— Exercise objective —
Please report, as a bare number, how many lines below include the string "compare".

[Collected data]
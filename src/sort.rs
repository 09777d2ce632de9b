use std::cmp::Ordering;

use serde::{Deserialize, Serialize};

use crate::query::Hit;

#[derive(Debug, Clone, Copy, PartialEq, Eq, Serialize, Deserialize, Default)]
pub enum SortKey {
    #[default]
    None,
    Type,
    Date,
}

#[derive(Debug, Clone, Copy, PartialEq, Eq, Serialize, Deserialize, Default)]
pub enum SortDirection {
    #[default]
    Asc,
    Desc,
}

#[derive(Debug, Clone, Copy, PartialEq, Eq, Serialize, Deserialize, Default)]
pub struct SortSpec {
    pub key: SortKey,
    pub direction: SortDirection,
}

impl SortSpec {
    pub fn new(key: SortKey, direction: SortDirection) -> Self {
        Self { key, direction }
    }
}

/// Orders `hits` in place. `SortKey::None` leaves arrival order untouched.
/// The sort is stable and the direction reverses the comparator rather than
/// the list, so equal keys keep their relative arrival order either way.
pub fn apply(hits: &mut [Hit], spec: SortSpec) {
    let compare: fn(&Hit, &Hit) -> Ordering = match spec.key {
        SortKey::None => return,
        SortKey::Type => |lhs, rhs| lhs.type_label.cmp(&rhs.type_label),
        // Lexical comparison of the fixed-width formatted timestamp.
        SortKey::Date => |lhs, rhs| lhs.modified.cmp(&rhs.modified),
    };

    match spec.direction {
        SortDirection::Asc => hits.sort_by(compare),
        SortDirection::Desc => hits.sort_by(|lhs, rhs| compare(lhs, rhs).reverse()),
    }
}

— Completed task —
3